Reply: Carlos_López_Martínez : "Re: Problems betwwen pf in FreeBSD 13 and WireGuard"
In reply to: Carlos_López_Martínez : "Problems betwwen pf in FreeBSD 13 and WireGuard"
Go to: [ bottom of page ] [ top of archives ] [ this month ]

From: mike tancsa <mike_at_sentex.net>
Date: Tue, 23 Aug 2022 09:44:56 UTC

On 8/23/2022 2:16 AM, Carlos López Martínez wrote:
> set skip on { lo wg0 }

I would avoid the skip part as it often leads to unexpected troubles. 
Instead, add rules to allow traffic on those interfaces as you would 
expect.  If I would have to guess, there is no state rule on traffic 
egressing the wg0 interface to your internal network and hence gets dropped.

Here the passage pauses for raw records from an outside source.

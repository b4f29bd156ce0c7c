//! Timed interpolation
//!
//! Every transition in the experience (flip, fades, pan legs) is a `Tween`
//! measured from its own start timestamp. Progress is a pure function of the
//! wall clock, so a slow or uneven frame rate never stretches a transition.

mod easing;
mod tween;

pub use easing::{linear_progress, Easing};
pub use tween::Tween;

/// Milliseconds on the session's monotonic clock
pub type Millis = f64;
//! Model, meshes and materials
//!
//! A loaded model is a flat list of mesh nodes plus a material arena.
//! Meshes refer to materials by `MaterialId`, so two meshes that share a
//! material share every opacity write made to it.

use super::math::{Aabb, Transform, Vec3};

/// Index into `Model::materials`
#[derive(Debug, Clone, Copy, PartialEq, Eq, Hash, PartialOrd, Ord)]
pub struct MaterialId(pub usize);

/// Surface appearance consumed by the renderer
#[derive(Debug, Clone, PartialEq)]
pub struct Material {
    pub name: String,
    /// Linear RGB
    pub color: [f32; 3],
    pub opacity: f32,
    pub transparent: bool,
    pub depth_write: bool,
    pub metalness: f32,
    pub roughness: f32,
    pub emissive: [f32; 3],
    pub emissive_intensity: f32,
}

impl Material {
    pub fn new(name: impl Into<String>) -> Self {
        Self {
            name: name.into(),
            color: [0.8, 0.8, 0.8],
            opacity: 1.0,
            transparent: false,
            depth_write: true,
            metalness: 0.0,
            roughness: 1.0,
            emissive: [0.0, 0.0, 0.0],
            emissive_intensity: 0.0,
        }
    }

    /// Transparent and not fully opaque
    pub fn is_translucent(&self) -> bool {
        self.transparent && self.opacity < 1.0
    }
}

impl Default for Material {
    fn default() -> Self {
        Self::new("default")
    }
}

/// One drawable mesh of the model
#[derive(Debug, Clone)]
pub struct MeshNode {
    pub name: String,
    pub positions: Vec<Vec3>,
    /// One normal per position (zero when the source had none)
    pub normals: Vec<Vec3>,
    /// Triangle list, three indices per face
    pub indices: Vec<u32>,
    pub material: MaterialId,
    pub visible: bool,
}

impl MeshNode {
    pub fn new(name: impl Into<String>, material: MaterialId) -> Self {
        Self {
            name: name.into(),
            positions: Vec::new(),
            normals: Vec::new(),
            indices: Vec::new(),
            material,
            visible: true,
        }
    }

    /// Bounds in model space (before the model transform)
    pub fn local_bounds(&self) -> Aabb {
        Aabb::from_points(&self.positions)
    }

    #[cfg(test)]
    pub fn triangle_count(&self) -> usize {
        self.indices.len() / 3
    }
}

/// A complete model: meshes, the materials they use, and the object transform
#[derive(Debug, Clone)]
pub struct Model {
    pub meshes: Vec<MeshNode>,
    pub materials: Vec<Material>,
    pub transform: Transform,
    pub visible: bool,
    /// True when this is the built-in stand-in for a model that failed to load
    pub placeholder: bool,
}

impl Model {
    pub fn new() -> Self {
        Self {
            meshes: Vec::new(),
            materials: Vec::new(),
            transform: Transform::IDENTITY,
            visible: true,
            placeholder: false,
        }
    }

    pub fn add_material(&mut self, material: Material) -> MaterialId {
        self.materials.push(material);
        MaterialId(self.materials.len() - 1)
    }

    pub fn material(&self, id: MaterialId) -> Option<&Material> {
        self.materials.get(id.0)
    }

    pub fn material_mut(&mut self, id: MaterialId) -> Option<&mut Material> {
        self.materials.get_mut(id.0)
    }

    /// Every distinct material referenced by a mesh, in first-use order
    pub fn distinct_materials(&self) -> Vec<MaterialId> {
        let mut seen = Vec::new();
        for mesh in &self.meshes {
            if self.material(mesh.material).is_some() && !seen.contains(&mesh.material) {
                seen.push(mesh.material);
            }
        }
        seen
    }

    /// Union of every mesh's bounds in model space
    pub fn local_bounds(&self) -> Aabb {
        self.meshes
            .iter()
            .fold(Aabb::EMPTY, |b, m| b.union(m.local_bounds()))
    }

    /// Bounds after the current transform
    pub fn world_bounds(&self) -> Aabb {
        self.local_bounds().transformed(&self.transform)
    }

    pub fn rotation_y(&self) -> f32 {
        self.transform.rotation.y
    }

    pub fn set_rotation_y(&mut self, angle: f32) {
        self.transform.rotation.y = angle;
    }

    /// Built-in stand-in used when the asset cannot be loaded:
    /// a 2×2×2 box with one translucent blue-violet material.
    pub fn placeholder() -> Self {
        let mut model = Model::new();
        let mut material = Material::new("placeholder");
        material.color = [0x66 as f32 / 255.0, 0x7e as f32 / 255.0, 0xea as f32 / 255.0];
        material.transparent = true;
        material.opacity = 0.9;
        let material = model.add_material(material);

        let mut mesh = MeshNode::new("placeholder_box", material);
        // Six faces, four corners each, so every face gets a flat normal
        let faces: [(Vec3, [Vec3; 4]); 6] = [
            (Vec3::new(1.0, 0.0, 0.0), [
                Vec3::new(1.0, -1.0, -1.0), Vec3::new(1.0, 1.0, -1.0),
                Vec3::new(1.0, 1.0, 1.0), Vec3::new(1.0, -1.0, 1.0),
            ]),
            (Vec3::new(-1.0, 0.0, 0.0), [
                Vec3::new(-1.0, -1.0, 1.0), Vec3::new(-1.0, 1.0, 1.0),
                Vec3::new(-1.0, 1.0, -1.0), Vec3::new(-1.0, -1.0, -1.0),
            ]),
            (Vec3::new(0.0, 1.0, 0.0), [
                Vec3::new(-1.0, 1.0, -1.0), Vec3::new(-1.0, 1.0, 1.0),
                Vec3::new(1.0, 1.0, 1.0), Vec3::new(1.0, 1.0, -1.0),
            ]),
            (Vec3::new(0.0, -1.0, 0.0), [
                Vec3::new(-1.0, -1.0, 1.0), Vec3::new(-1.0, -1.0, -1.0),
                Vec3::new(1.0, -1.0, -1.0), Vec3::new(1.0, -1.0, 1.0),
            ]),
            (Vec3::new(0.0, 0.0, 1.0), [
                Vec3::new(-1.0, -1.0, 1.0), Vec3::new(1.0, -1.0, 1.0),
                Vec3::new(1.0, 1.0, 1.0), Vec3::new(-1.0, 1.0, 1.0),
            ]),
            (Vec3::new(0.0, 0.0, -1.0), [
                Vec3::new(1.0, -1.0, -1.0), Vec3::new(-1.0, -1.0, -1.0),
                Vec3::new(-1.0, 1.0, -1.0), Vec3::new(1.0, 1.0, -1.0),
            ]),
        ];
        for (normal, corners) in faces {
            let base = mesh.positions.len() as u32;
            for corner in corners {
                mesh.positions.push(corner);
                mesh.normals.push(normal);
            }
            mesh.indices.extend_from_slice(&[base, base + 1, base + 2, base, base + 2, base + 3]);
        }

        model.meshes.push(mesh);
        model.placeholder = true;
        model
    }
}

impl Default for Model {
    fn default() -> Self {
        Self::new()
    }
}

> # Allow ICMP requests to check default route
> pass out on egress inet proto icmp from (self) icmp-type echoreq label 
> "Allow ICMP requests for public interface"
>
Dont think its releated, but "self" is often not dynamically updated as 
interfaces come and go and IP addresses added / deleted I find.  If you 
can, hook in up/down events on wg0 to reload the pf rules. Or for now, 
after your wg interface is up, pfctl -f /etc/pf.conf to reload the 
ruleset so that the self table is updated.   Also, where do you add the 
IPs to your tables ? Instead of tables, try and use macros while you are 
debugging the rulesets. I also find helpful when debugging is to use

  pfctl -sr

and

  pfctl -sr -v (to show rule numbers that match /var/log/pflog)

that way you see how the macros are expanding as it sometimes doesnt 
parse the way you expect.

     ---Mike